\name{Bscore}
\alias{Bscore}
%\alias{Bscore,cellHTS-method}
\concept{B score method}

\concept{normalization}

\title{B score normalization}
\description{
  Correction of plate and spatial effects of data stored in slot
  \code{assayData} of a \code{\linkS4class{cellHTS}} object using
  the B score method (without variance adjustment of the residuals).
  Using this method, a two-way median polish is fitted, on a per-plate
  basis, to account for row and column effects.
}
\usage{
Bscore(object, save.model = FALSE)
}
\arguments{
  \item{object}{a \code{\linkS4class{cellHTS}} object that has already been configured.
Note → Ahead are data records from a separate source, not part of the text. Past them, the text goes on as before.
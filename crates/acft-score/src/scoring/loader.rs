use std::collections::HashMap;
use std::io::Cursor;
use std::path::{Path, PathBuf};
use std::sync::{Arc, PoisonError, RwLock};

use tracing::{debug, info};

use super::error::ScoringError;
use super::event::{Event, Sex};
use super::table::StandardsTable;
use crate::config::TablesConfig;

/// Identifies one of the twelve standards tables.
#[derive(Debug, Clone, Copy, PartialEq, Eq, Hash)]
pub struct TableKey {
    pub event: Event,
    pub sex: Sex,
}

const RESOURCES: [(Event, Sex, &str); 12] = [
    (Event::Deadlift, Sex::Male, "DL_M.csv"),
    (Event::Deadlift, Sex::Female, "DL_F.csv"),
    (Event::StandingPowerThrow, Sex::Male, "SPT_M.csv"),
    (Event::StandingPowerThrow, Sex::Female, "SPT_F.csv"),
    (Event::HandReleasePushup, Sex::Male, "HRP_M.csv"),
    (Event::HandReleasePushup, Sex::Female, "HRP_F.csv"),
    (Event::SprintDragCarry, Sex::Male, "SDC_M.csv"),
    (Event::SprintDragCarry, Sex::Female, "SDC_F.csv"),
    (Event::Plank, Sex::Male, "PLK_M.csv"),
    (Event::Plank, Sex::Female, "PLK_F.csv"),
    (Event::TwoMileRun, Sex::Male, "2MR_M.csv"),
    (Event::TwoMileRun, Sex::Female, "2MR_F.csv"),
];

const EMBEDDED: [(&str, &str); 12] = [
    ("DL_M.csv", include_str!("../../tables/DL_M.csv")),
    ("DL_F.csv", include_str!("../../tables/DL_F.csv")),
    ("SPT_M.csv", include_str!("../../tables/SPT_M.csv")),
    ("SPT_F.csv", include_str!("../../tables/SPT_F.csv")),
    ("HRP_M.csv", include_str!("../../tables/HRP_M.csv")),
    ("HRP_F.csv", include_str!("../../tables/HRP_F.csv")),
    ("SDC_M.csv", include_str!("../../tables/SDC_M.csv")),
    ("SDC_F.csv", include_str!("../../tables/SDC_F.csv")),
    ("PLK_M.csv", include_str!("../../tables/PLK_M.csv")),
    ("PLK_F.csv", include_str!("../../tables/PLK_F.csv")),
    ("2MR_M.csv", include_str!("../../tables/2MR_M.csv")),
    ("2MR_F.csv", include_str!("../../tables/2MR_F.csv")),
];

impl TableKey {
    pub fn new(event: Event, sex: Sex) -> Self {
        Self { event, sex }
    }

    /// File name of the resource holding this table.
    pub fn resource(&self) -> &'static str {
        RESOURCES
            .iter()
            .find(|(event, sex, _)| *event == self.event && *sex == self.sex)
            .map(|(_, _, name)| *name)
            .unwrap_or_default()
    }

    pub fn all() -> impl Iterator<Item = TableKey> {
        RESOURCES
            .iter()
            .map(|(event, sex, _)| TableKey::new(*event, *sex))
    }
}

/// Materializes a standards table from wherever the tables are kept.
pub trait TableSource: Send + Sync {
    fn open(&self, key: TableKey) -> Result<StandardsTable, ScoringError>;
}

/// Resolves an event and sex to a ready-to-query table.
pub trait TableLoader: Send + Sync {
    fn load(&self, event: Event, sex: Sex) -> Result<Arc<StandardsTable>, ScoringError>;
}

/// The tables compiled into the crate.
#[derive(Debug, Clone, Copy, Default)]
pub struct EmbeddedTables;

impl TableSource for EmbeddedTables {
    fn open(&self, key: TableKey) -> Result<StandardsTable, ScoringError> {
        let resource = key.resource();
        let contents = EMBEDDED
            .iter()
            .find(|(name, _)| *name == resource)
            .map(|(_, contents)| *contents)
            .ok_or_else(|| ScoringError::ResourceNotFound(resource.to_string()))?;
        StandardsTable::from_reader(key.event, key.sex, resource, Cursor::new(contents))
    }
}

/// Tables read from `<root>/<resource>` on each open.
#[derive(Debug, Clone)]
pub struct DirectoryTables {
    root: PathBuf,
}

impl DirectoryTables {
    pub fn new<P: AsRef<Path>>(root: P) -> Self {
        Self {
            root: root.as_ref().to_path_buf(),
        }
    }

    pub fn root(&self) -> &Path {
        &self.root
    }
}

impl TableSource for DirectoryTables {
    fn open(&self, key: TableKey) -> Result<StandardsTable, ScoringError> {
        let resource = key.resource();
        let path = self.root.join(resource);
        let file = std::fs::File::open(&path).map_err(|source| {
            if source.kind() == std::io::ErrorKind::NotFound {
                ScoringError::ResourceNotFound(path.display().to_string())
            } else {
                ScoringError::Io {
                    resource: path.display().to_string(),
                    source,
                }
            }
        })?;
        StandardsTable::from_reader(key.event, key.sex, resource, file)
    }
}

/// Source selection driven by [`TablesConfig`].
#[derive(Debug, Clone)]
pub enum StandardsSource {
    Embedded(EmbeddedTables),
    Directory(DirectoryTables),
}

impl StandardsSource {
    pub fn from_config(config: &TablesConfig) -> Self {
        match &config.directory {
            Some(directory) => Self::Directory(DirectoryTables::new(directory)),
            None => Self::Embedded(EmbeddedTables),
        }
    }
}

impl TableSource for StandardsSource {
    fn open(&self, key: TableKey) -> Result<StandardsTable, ScoringError> {
        match self {
            StandardsSource::Embedded(source) => source.open(key),
            StandardsSource::Directory(source) => source.open(key),
        }
    }
}

/// Loads each table at most once per key and shares it read-only afterwards.
///
/// Two callers racing on the first access may both parse the resource; only the first
/// result is published and both receive that same table.
pub struct CachedTableLoader<S> {
    source: S,
    cache: RwLock<HashMap<TableKey, Arc<StandardsTable>>>,
}

impl<S: TableSource> CachedTableLoader<S> {
    pub fn new(source: S) -> Self {
        Self {
            source,
            cache: RwLock::new(HashMap::new()),
        }
    }

    /// Loads every table up front so that broken resources fail at startup.
    pub fn preload(&self) -> Result<usize, ScoringError> {
        let mut loaded = 0;
        for key in TableKey::all() {
            self.load(key.event, key.sex)?;
            loaded += 1;
        }
        Ok(loaded)
    }

    pub fn cached(&self) -> usize {
        self.cache
            .read()
            .unwrap_or_else(PoisonError::into_inner)
            .len()
    }
}

impl<S: TableSource> TableLoader for CachedTableLoader<S> {
    fn load(&self, event: Event, sex: Sex) -> Result<Arc<StandardsTable>, ScoringError> {
        let key = TableKey::new(event, sex);

        if let Some(table) = self
            .cache
            .read()
            .unwrap_or_else(PoisonError::into_inner)
            .get(&key)
        {
            return Ok(Arc::clone(table));
        }

        let table = Arc::new(self.source.open(key)?);
        let mut guard = self.cache.write().unwrap_or_else(PoisonError::into_inner);
        let published = guard.entry(key).or_insert_with(|| {
            info!(resource = key.resource(), rows = table.len(), "standards table loaded");
            Arc::clone(&table)
        });
        if !Arc::ptr_eq(published, &table) {
            debug!(resource = key.resource(), "standards table already cached");
        }
        Ok(Arc::clone(published))
    }
}

impl<L: TableLoader + ?Sized> TableLoader for Arc<L> {
    fn load(&self, event: Event, sex: Sex) -> Result<Arc<StandardsTable>, ScoringError> {
        (**self).load(event, sex)
    }
}

#[cfg(test)]
mod tests {
    use super::*;
    use crate::scoring::age::AgeBracket;
    use std::sync::atomic::{AtomicUsize, Ordering};

    struct CountingSource {
        opens: AtomicUsize,
    }

    impl TableSource for CountingSource {
        fn open(&self, key: TableKey) -> Result<StandardsTable, ScoringError> {
            self.opens.fetch_add(1, Ordering::SeqCst);
            EmbeddedTables.open(key)
        }
    }

    #[test]
    fn every_key_maps_to_a_distinct_resource() {
        let mut names: Vec<_> = TableKey::all().map(|key| key.resource()).collect();
        assert_eq!(names.len(), 12);
        names.sort_unstable();
        names.dedup();
        assert_eq!(names.len(), 12);
        assert_eq!(
            TableKey::new(Event::TwoMileRun, Sex::Female).resource(),
            "2MR_F.csv"
        );
    }

    #[test]
    fn embedded_tables_all_parse() {
        for key in TableKey::all() {
            let table = EmbeddedTables.open(key).expect("embedded table parses");
            assert_eq!(table.event(), key.event);
            assert_eq!(table.sex(), key.sex);
            assert_eq!(table.max_points(), 100);
            assert_eq!(table.min_points(), 0);
            for bracket in AgeBracket::ALL {
                let column = table.column(bracket).expect("bracket column present");
                assert_eq!(column.len(), table.len());
            }
        }
    }

    #[test]
    fn cache_opens_each_table_once() {
        let loader = CachedTableLoader::new(CountingSource {
            opens: AtomicUsize::new(0),
        });

        let first = loader.load(Event::Deadlift, Sex::Male).expect("loads");
        let second = loader.load(Event::Deadlift, Sex::Male).expect("loads");
        assert!(Arc::ptr_eq(&first, &second));
        assert_eq!(loader.source.opens.load(Ordering::SeqCst), 1);

        loader.load(Event::Deadlift, Sex::Female).expect("loads");
        assert_eq!(loader.cached(), 2);
    }

    #[test]
    fn concurrent_first_access_publishes_one_table() {
        let loader = Arc::new(CachedTableLoader::new(EmbeddedTables));
        let handles: Vec<_> = (0..8)
            .map(|_| {
                let loader = Arc::clone(&loader);
                std::thread::spawn(move || loader.load(Event::Plank, Sex::Female).expect("loads"))
            })
            .collect();
        let tables: Vec<_> = handles
            .into_iter()
            .map(|handle| handle.join().expect("thread completes"))
            .collect();

        assert!(tables.windows(2).all(|pair| Arc::ptr_eq(&pair[0], &pair[1])));
        assert_eq!(loader.cached(), 1);
    }

    #[test]
    fn preload_reads_all_twelve() {
        let loader = CachedTableLoader::new(EmbeddedTables);
        assert_eq!(loader.preload().expect("preload"), 12);
        assert_eq!(loader.cached(), 12);
    }

    #[test]
    fn directory_source_reports_missing_resources() {
        let source = DirectoryTables::new("./no-such-standards-dir");
        let err = source
            .open(TableKey::new(Event::Deadlift, Sex::Male))
            .expect_err("missing file");
        match err {
            ScoringError::ResourceNotFound(path) => assert!(path.ends_with("DL_M.csv")),
            other => panic!("expected missing resource, got {other:?}"),
        }
    }

    #[test]
    fn directory_source_reads_shipped_tables() {
        let source = DirectoryTables::new(concat!(env!("CARGO_MANIFEST_DIR"), "/tables"));
        let table = source
            .open(TableKey::new(Event::SprintDragCarry, Sex::Male))
            .expect("table on disk");
        assert_eq!(table.len(), 21);
    }
}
See details.}
  \item{save.model}{a logical value specifying whether the per-plate models should be stored in slots \code{rowcol.effects} and \code{overal.effects}. See details.}
}

\details{
  This function is usually not called directly by the user,
  but from within the
  \code{\link[cellHTS2:normalizePlates]{normalizePlates}} function.
  The normalization is performed in a per-plate fashion using the
  B score method, for each replicate and channel. 
  In the B score method, the residual \eqn{r_{ijp}} of the measurement
  for row \emph{i} and column \emph{j} on the \emph{p}-th plate is
  obtained by fitting a \link[stats:medpolish]{two-way median polish},
  in order to account for both row and column effects within the plate:

  \deqn{
    r_{ijp} = y_{ijp} - \hat{y}_{ijp} =
    y_{ijp} - (\hat{\mu}_p + \hat{R}_{ip} + \hat{C}_{jp})}{%
    r_{ijp} = y_{ijp} - yest_{ijp} =
    y_{ijp} - (mu_p + R_{ip} + C_{jp})}

  \eqn{y_{ijp}} is the measurement value in row \emph{i} and
  column \emph{j} of plate \emph{p} 
  (taken from slot \code{assayData} - only sample wells are considered),
  and \eqn{\hat{y}_{ipj}}{yest_{ijp}} is the corresponding fitted value. 
  This is defined as the sum between the estimated average
  of the plate (\eqn{\hat{\mu}_p}{mu_p}), the estimated systematic
  offset for row \emph{i} (\eqn{\hat{R}_{ip}}{R_{ip}}),
  and the systematic offset for column \emph{j} (\eqn{\hat{C}_{jp}}{C_{jp}}).

\emph{NOTE:}
In the original B score method, as presented by Malo et al.,
a further step is performed: for each plate \emph{p},
each of the obtained residual values \eqn{r_{ijp}}'s are divided by
the median absolute deviation of the residuals in plate \emph{p}
(\eqn{MAD_p}{MAD_p}), resulting in:

\deqn{\frac{r_{ijp}}{MAD_p}}{r_{ijp}/MAD_p}

The intention of such a further adjustment is to compensate
for plate-to-plate variability in dynamic range.
In the \code{Bscore} function, this step is not automatically
performed,
but can be done if B score normalization is called using the
function \code{\link[cellHTS2:normalizePlates]{normalizePlates}}
with arguments \code{method="Bscore"} and
\code{varianceAdjust="byPlate"}. See the latter function for more details. 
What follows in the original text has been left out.